If KVM correctly virtualizes the feature in a nested scenario, yes.  I haven't
looked into ENABLE_USR_WAIT_PAUSE enough to know whether or not KVM gets the
nested virtualization pieces correct, hence the above qualifier.

> diff --git a/arch/x86/kvm/vmx/nested.c b/arch/x86/kvm/vmx/nested.c
> index 0c62352dda6a..fa255391718c 100644
> --- a/arch/x86/kvm/vmx/nested.c
> +++ b/arch/x86/kvm/vmx/nested.c
> @@ -6791,13 +6791,7 @@ void nested_vmx_setup_ctls_msrs(struct vmcs_config *vmcs_conf, u32 ept_caps)

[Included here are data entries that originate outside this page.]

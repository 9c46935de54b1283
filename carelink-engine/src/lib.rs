//! Clinic persistence on top of fjall

use carelink_core::{CoreError, Result};
use fjall::{Batch, Config, Keyspace, PartitionCreateOptions, PartitionHandle, PersistMode};
use std::path::Path;
use std::sync::Arc;

pub mod store;
pub mod table;

pub use store::*;
pub use table::*;

/// Storage engine wrapping a fjall keyspace
#[derive(Clone)]
pub struct StorageEngine {
    keyspace: Arc<Keyspace>,
}

impl StorageEngine {
    /// Open or create the keyspace at `path`
    pub fn new(path: impl AsRef<Path>) -> Result<Self> {
        let keyspace = Config::new(path).open().map_err(storage_error)?;

        Ok(StorageEngine {
            keyspace: Arc::new(keyspace),
        })
    }

    /// Create temporary storage engine for testing
    #[cfg(any(test, feature = "test-utils"))]
    pub fn temp() -> Result<(Self, tempfile::TempDir)> {
        let temp_dir = tempfile::tempdir().map_err(|e| CoreError::Internal(e.to_string()))?;
        let engine = Self::new(temp_dir.path())?;
        Ok((engine, temp_dir))
    }

    pub(crate) fn partition(&self, name: &str) -> Result<PartitionHandle> {
        self.keyspace
            .open_partition(name, PartitionCreateOptions::default())
            .map_err(storage_error)
    }

    /// Start an atomic cross-partition write
    pub(crate) fn batch(&self) -> Batch {
        self.keyspace.batch()
    }

    /// Commit `batch` and sync it to disk
    pub(crate) fn commit(&self, batch: Batch) -> Result<()> {
        batch.commit().map_err(storage_error)?;
        self.persist()
    }

    /// Persist all changes to disk
    pub fn persist(&self) -> Result<()> {
        self.keyspace
            .persist(PersistMode::SyncAll)
            .map_err(storage_error)
    }
}

pub(crate) fn storage_error(err: impl std::fmt::Display) -> CoreError {
    CoreError::Storage(err.to_string())
}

>         msrs->procbased_ctls_low &=
>                 ~(CPU_BASED_CR3_LOAD_EXITING | CPU_BASED_CR3_STORE_EXITING);
> 
> -       /*
> -        * secondary cpu-based controls.  Do not include those that
> -        * depend on CPUID bits, they are added later by
> -        * vmx_vcpu_after_set_cpuid.
> -        */
>         msrs->secondary_ctls_low = 0;
> -
>         msrs->secondary_ctls_high = vmcs_conf->cpu_based_2nd_exec_ctrl;
>         msrs->secondary_ctls_high &=
>                 SECONDARY_EXEC_DESC |
> @@ -6810,7 +6804,8 @@ void nested_vmx_setup_ctls_msrs(struct vmcs_config *vmcs_conf, u32 ept_caps)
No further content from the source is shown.